(Task inputs)
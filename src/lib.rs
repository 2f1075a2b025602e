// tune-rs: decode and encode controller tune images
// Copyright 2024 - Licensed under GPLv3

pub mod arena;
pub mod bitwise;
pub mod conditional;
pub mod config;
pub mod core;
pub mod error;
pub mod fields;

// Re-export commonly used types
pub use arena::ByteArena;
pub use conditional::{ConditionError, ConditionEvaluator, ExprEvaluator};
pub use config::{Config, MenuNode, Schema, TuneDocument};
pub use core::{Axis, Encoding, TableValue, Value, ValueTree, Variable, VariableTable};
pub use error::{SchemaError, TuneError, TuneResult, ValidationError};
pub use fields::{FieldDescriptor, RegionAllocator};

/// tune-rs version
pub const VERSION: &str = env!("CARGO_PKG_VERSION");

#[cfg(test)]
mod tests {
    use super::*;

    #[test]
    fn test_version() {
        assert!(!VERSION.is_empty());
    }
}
(End Task inputs)
§ **Exercise**: Transcribe each line of the listing above precisely as it appears.

§ **Exercise solution**:
filename src/lib.rs
repository 2f1075a2b025602e
// tune-rs: decode and encode controller tune images
// Copyright 2024 - Licensed under GPLv3

pub mod arena;
pub mod bitwise;
pub mod conditional;
pub mod config;
pub mod core;
pub mod error;
pub mod fields;

// Re-export commonly used types
pub use arena::ByteArena;
pub use conditional::{ConditionError, ConditionEvaluator, ExprEvaluator};
pub use config::{Config, MenuNode, Schema, TuneDocument};
pub use core::{Axis, Encoding, TableValue, Value, ValueTree, Variable, VariableTable};
pub use error::{SchemaError, TuneError, TuneResult, ValidationError};
pub use fields::{FieldDescriptor, RegionAllocator};

/// tune-rs version
pub const VERSION: &str = env!("CARGO_PKG_VERSION");

#[cfg(test)]
mod tests {
    use super::*;

    #[test]
    fn test_version() {
        assert!(!VERSION.is_empty());
    }
}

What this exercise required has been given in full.